Medicine is the domain where this pattern is most needed and least proven.

Chess has perfect information, known rules, unambiguous win conditions. Medicine has none of those things. You don’t always know the root of the problem. The rules change between patients. A treatment that works for one person may harm another. But if we could simulate the full care journey, a doctor making decisions, a disease responding, outcomes unfolding, if we let the system play through a trillion variations, would it learn things that no clinical trial could reveal?

When language models entered the mainstream, people figured out that they could handle a lot of problems if we could describe them as a prompt. What problems could we solve if we could structure them for self-play?

Is Laplace’s demon smarter than us? No.
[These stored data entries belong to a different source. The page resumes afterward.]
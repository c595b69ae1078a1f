// SPDX-License-Identifier: Parity-7.0.0 OR PolyForm-Noncommercial-1.0.0

//! The software device.
//!
//! Models a discrete GPU with two heaps (device-local and system memory),
//! four memory types, three queue families, and a 64 KiB sparse block.
//! Backing is plain host memory; transfer commands execute on submit;
//! sparse binds maintain a device-side page table distinct from the
//! crate-level residency tracker, which is how the real API behaves.

mod buffer;
mod command;
mod device;
mod image;
mod memory;
mod queue;

pub use buffer::RawBuffer;
pub use command::{BufferCopy, BufferImageCopy, CommandPool, OneShotCommands};
pub use device::{Device, DeviceProfile, Error};
pub use image::{ImageLayout, RawImage};
pub use memory::DeviceMemory;
pub use queue::{Queue, SparseBindBatch, SparseBufferBind, SparseImageBind, SparseTailBind};

/// Process-wide backend entry point.
///
/// The software device needs no loader, but the type exists so the public
/// [crate::entry_point::EntryPoint] has the same shape on every backend.
#[derive(Debug, Clone)]
pub struct EntryPoint;

impl EntryPoint {
    pub fn new() -> Result<Self, Error> {
        Ok(EntryPoint)
    }
}
// SPDX-License-Identifier: Parity-7.0.0 OR PolyForm-Noncommercial-1.0.0

//! Sparse buffers.
//!
//! A sparse buffer's address space is populated page by page; it never
//! auto-allocates backing at creation.  Every bind goes through the device's
//! sparse-bind queue and is recorded in the resource's page tracker, in that
//! order, so tracker state always describes device state.

use std::sync::atomic::{AtomicBool, Ordering};
use std::sync::{Arc, Mutex};

use crate::imp;
use crate::memory::{HeapBlock, MemoryRequirements, SubAllocation, round_up};
use crate::residency::{BufferPageTracker, BufferTrackerSnapshot, Evicted, Residency};
use crate::resources::device::{Device, DeviceError};
use crate::resources::{AllocationBroker, BufferUsage, QueueFamilySet, ResourceId, SharingMode};
use crate::staging::{self, TransferError};

#[derive(Debug, thiserror::Error)]
pub enum SparseBindError {
    #[error("range {offset}+{size} is not page-aligned (page size {page})")]
    Misaligned { offset: u64, size: u64, page: u64 },
    #[error("range {offset}+{size} exceeds the sparse space of {space} bytes")]
    OutOfRange { offset: u64, size: u64, space: u64 },
    #[error("device error: {0}")]
    Device(#[from] DeviceError),
    #[error("backend rejected the bind: {0}")]
    Backend(#[from] imp::Error),
}

/// A sparse buffer.  `size` is rounded up to the device's page size, so the
/// last page is always whole.
#[derive(Debug)]
pub struct SparseBuffer {
    id: ResourceId,
    device: Arc<Device>,
    raw: imp::RawBuffer,
    size: u64,
    page_size: u64,
    usage: BufferUsage,
    sharing: SharingMode,
    families: QueueFamilySet,
    tracker: BufferPageTracker,
    aliasing: bool,
    broker: Mutex<Option<Arc<dyn AllocationBroker>>>,
    broker_consulted: AtomicBool,
    debug_label: String,
}

impl SparseBuffer {
    pub fn new(
        device: &Arc<Device>,
        size: u64,
        usage: BufferUsage,
        aliasing: bool,
        sharing: SharingMode,
        families: QueueFamilySet,
        debug_label: &str,
    ) -> Result<Arc<SparseBuffer>, DeviceError> {
        let page_size = device.sparse_page_size();
        let size = round_up(size, page_size);
        let raw = device.imp().create_buffer(size, usage, true, debug_label)?;
        Ok(Arc::new(SparseBuffer {
            id: ResourceId::next(),
            device: device.clone(),
            raw,
            size,
            page_size,
            usage,
            sharing,
            families,
            tracker: BufferPageTracker::new(size, aliasing),
            aliasing,
            broker: Mutex::new(None),
            broker_consulted: AtomicBool::new(false),
            debug_label: debug_label.to_string(),
        }))
    }

    pub fn id(&self) -> ResourceId {
        self.id
    }

    pub fn size(&self) -> u64 {
        self.size
    }

    pub fn page_size(&self) -> u64 {
        self.page_size
    }

    pub fn usage(&self) -> BufferUsage {
        self.usage
    }

    pub fn sharing_mode(&self) -> SharingMode {
        self.sharing
    }

    pub fn queue_families(&self) -> &QueueFamilySet {
        &self.families
    }

    pub fn supports_aliasing(&self) -> bool {
        self.aliasing
    }

    pub fn debug_label(&self) -> &str {
        &self.debug_label
    }

    pub fn device(&self) -> &Arc<Device> {
        &self.device
    }

    /// Requirements for backing one page range; the mask is the oracle's
    /// device-local set and the alignment is the page size.
    pub fn requirements(&self) -> MemoryRequirements {
        self.device.imp().buffer_requirements(&self.raw)
    }

    /// Install the capability consulted when memory is queried while no
    /// pages are bound.
    pub fn set_allocation_broker(&self, broker: Arc<dyn AllocationBroker>) {
        *self.broker.lock().unwrap() = Some(broker);
        self.broker_consulted.store(false, Ordering::Release);
    }

    fn consult_broker(&self) {
        if self.broker_consulted.swap(true, Ordering::AcqRel) {
            return;
        }
        let broker = self.broker.lock().unwrap().clone();
        if let Some(broker) = broker {
            if broker.is_alloc_pending(self.id) {
                broker.request_alloc(self.id);
            }
        }
    }

    pub(crate) fn raw(&self) -> &imp::RawBuffer {
        &self.raw
    }

    pub(crate) fn tracker(&self) -> &BufferPageTracker {
        &self.tracker
    }

    pub(crate) fn snapshot(&self) -> BufferTrackerSnapshot {
        self.tracker.snapshot()
    }

    pub(crate) fn restore(&self, snapshot: BufferTrackerSnapshot) {
        self.tracker.restore(snapshot)
    }

    fn check_range(&self, offset: u64, size: u64) -> Result<(), SparseBindError> {
        if offset % self.page_size != 0 || size % self.page_size != 0 || size == 0 {
            return Err(SparseBindError::Misaligned {
                offset,
                size,
                page: self.page_size,
            });
        }
        if offset.checked_add(size).is_none_or(|end| end > self.size) {
            return Err(SparseBindError::OutOfRange {
                offset,
                size,
                space: self.size,
            });
        }
        Ok(())
    }

    /// Validate the range and append its bind to `batch` without
    /// submitting.  Pair with [SparseBuffer::record_binding] once the batch
    /// lands on the queue.
    pub(crate) fn stage_binding(
        &self,
        batch: &mut imp::SparseBindBatch,
        offset: u64,
        size: u64,
        target: Option<&(Arc<HeapBlock>, u64)>,
    ) -> Result<(), SparseBindError> {
        self.check_range(offset, size)?;
        batch.buffer_binds.push(imp::SparseBufferBind {
            buffer: self.raw.clone(),
            resource_offset: offset,
            size,
            memory: target.map(|(block, block_offset)| (block.memory().clone(), *block_offset)),
        });
        Ok(())
    }

    /// Record a bind the queue already applied.
    pub(crate) fn record_binding(
        &self,
        offset: u64,
        size: u64,
        target: Option<(Arc<HeapBlock>, u64)>,
    ) -> Evicted {
        self.tracker.set_binding(offset, size, target)
    }

    /// Submit one bind to the sparse queue and record it in the tracker.
    /// The queue submission completes before the tracker changes, so a
    /// query that sees the new state is always backed by device state.
    pub(crate) fn apply_binding(
        &self,
        offset: u64,
        size: u64,
        target: Option<(Arc<HeapBlock>, u64)>,
    ) -> Result<Evicted, SparseBindError> {
        let mut batch = imp::SparseBindBatch::new();
        self.stage_binding(&mut batch, offset, size, target.as_ref())?;
        self.device.sparse_queue()?.bind_sparse_and_wait(&batch)?;
        Ok(self.record_binding(offset, size, target))
    }

    /// Bind `[offset, offset+size)` to a slice of `target`, implicitly
    /// unbinding whatever the range previously covered.  Returns the
    /// evicted `(block, offset)` pairs; dropping them releases this
    /// resource's share of the old blocks.
    pub fn bind_region(
        &self,
        offset: u64,
        size: u64,
        target: &SubAllocation,
    ) -> Result<Evicted, SparseBindError> {
        self.apply_binding(offset, size, Some((target.block.clone(), target.offset)))
    }

    /// Unbind `[offset, offset+size)`.
    pub fn unbind_region(&self, offset: u64, size: u64) -> Result<Evicted, SparseBindError> {
        self.apply_binding(offset, size, None)
    }

    /// Residency at one byte offset.
    pub fn residency_at(&self, offset: u64) -> Residency {
        self.tracker.get_binding_at(offset)
    }

    /// The nth heap block referenced by any page of this resource, in
    /// ascending key order.  Consults the allocation broker the first time.
    pub fn memory_block(&self, n: usize) -> Option<Arc<HeapBlock>> {
        self.consult_broker();
        self.tracker.get_memory_block(n)
    }

    pub fn n_bound_bytes(&self) -> u64 {
        self.tracker.n_bound_bytes()
    }

    /// Write through bound pages; writes to unbound pages are dropped, as
    /// on hardware.  Always a staging transfer, since pages are
    /// device-local.
    pub fn write(&self, data: &[u8], offset: u64) -> Result<(), TransferError> {
        staging::write_sparse_buffer(self, offset, data)
    }

    /// Read through bound pages; unbound pages read as zero.
    pub fn read(&self, out: &mut [u8], offset: u64) -> Result<(), TransferError> {
        staging::read_sparse_buffer(self, offset, out)
    }
}

#[cfg(all(test, feature = "backend_soft"))]
mod tests {
    use super::*;

    fn sparse_4mib(device: &Arc<Device>) -> Arc<SparseBuffer> {
        SparseBuffer::new(
            device,
            4 << 20,
            BufferUsage::STORAGE | BufferUsage::TRANSFER_DST | BufferUsage::TRANSFER_SRC,
            false,
            SharingMode::Concurrent,
            QueueFamilySet::default(),
            "sparse_4mib",
        )
        .unwrap()
    }

    fn block(device: &Arc<Device>, size: u64) -> Arc<HeapBlock> {
        use crate::memory::MemoryFeatures;
        let memory = device.imp().allocate_memory(0, size, None).unwrap();
        HeapBlock::new(
            memory,
            0,
            MemoryFeatures::DEVICE_LOCAL,
            size,
            None,
            "test".to_string(),
        )
    }

    #[test]
    fn misaligned_bind_rejected() {
        let device = Device::new_for_testing();
        let sparse = sparse_4mib(&device);
        let backing = block(&device, 1 << 20);
        let sub = backing.suballocate(1 << 20, 65536).unwrap();
        assert!(matches!(
            sparse.bind_region(100, 65536, &sub),
            Err(SparseBindError::Misaligned { .. })
        ));
        assert!(matches!(
            sparse.bind_region(0, 8 << 20, &sub),
            Err(SparseBindError::OutOfRange { .. })
        ));
    }

    #[test]
    fn bind_query_unbind() {
        let device = Device::new_for_testing();
        let sparse = sparse_4mib(&device);
        let backing = block(&device, 1 << 20);
        let sub = backing.suballocate(1 << 20, 65536).unwrap();
        sparse.bind_region(0, 1 << 20, &sub).unwrap();
        assert!(sparse.residency_at(0).is_bound());
        assert_eq!(sparse.n_bound_bytes(), 1 << 20);
        assert!(sparse.memory_block(0).is_some());
        sparse.unbind_region(0, 4 << 20).unwrap();
        assert!(!sparse.residency_at(0).is_bound());
        assert_eq!(sparse.n_bound_bytes(), 0);
    }

    #[test]
    fn broker_is_consulted_once_on_memory_query() {
        use std::sync::atomic::AtomicUsize;

        #[derive(Debug, Default)]
        struct Counting {
            asked: AtomicUsize,
            requested: AtomicUsize,
        }
        impl AllocationBroker for Counting {
            fn is_alloc_pending(&self, _resource: ResourceId) -> bool {
                self.asked.fetch_add(1, Ordering::Relaxed);
                true
            }
            fn request_alloc(&self, _resource: ResourceId) {
                self.requested.fetch_add(1, Ordering::Relaxed);
            }
        }

        let device = Device::new_for_testing();
        let sparse = sparse_4mib(&device);
        let broker = Arc::new(Counting::default());
        sparse.set_allocation_broker(broker.clone());
        sparse.memory_block(0);
        sparse.memory_block(0);
        assert_eq!(broker.asked.load(Ordering::Relaxed), 1);
        assert_eq!(broker.requested.load(Ordering::Relaxed), 1);
    }
}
The ability to map all potential futures of a system is not what makes human intelligence special.

Humans know that the world is not deterministic, we do not interact with it as though it were. We infer. We guess. We learn enough to draw the shape of something and then we act upon it.

It’s with that same intuition that we designed these playgrounds. The choice of what to simulate, what dynamics to introduce, what objectives to optimize. This is where human intuition is vital. A thousand naive algorithms left to their own devices would not invent self-play.

The hard part is bringing self-play to problems that don’t look like games. I want to stop asking what data should I feed it? and instead ask what world should we build for it to grow up in?6

Because we are not building tools anymore, we are raising something. The frontier of intelligence is not compute or data or architecture. It is the careful, creative work of deciding what form of intelligence we want to cultivate, then building the playground where it can teach itself things we never could. What it becomes depends on the world we give it to explore.

When my son was born, the first thing we put in his room was a milk crate full of picture books. On the wall, we hung a picture I’d taken of a gorilla at the Bronx Zoo. Shortly after his first birthday, he held up a book to show me a silverback inside. He then pointed at the wall and smiled. “Dada. Gorilla.”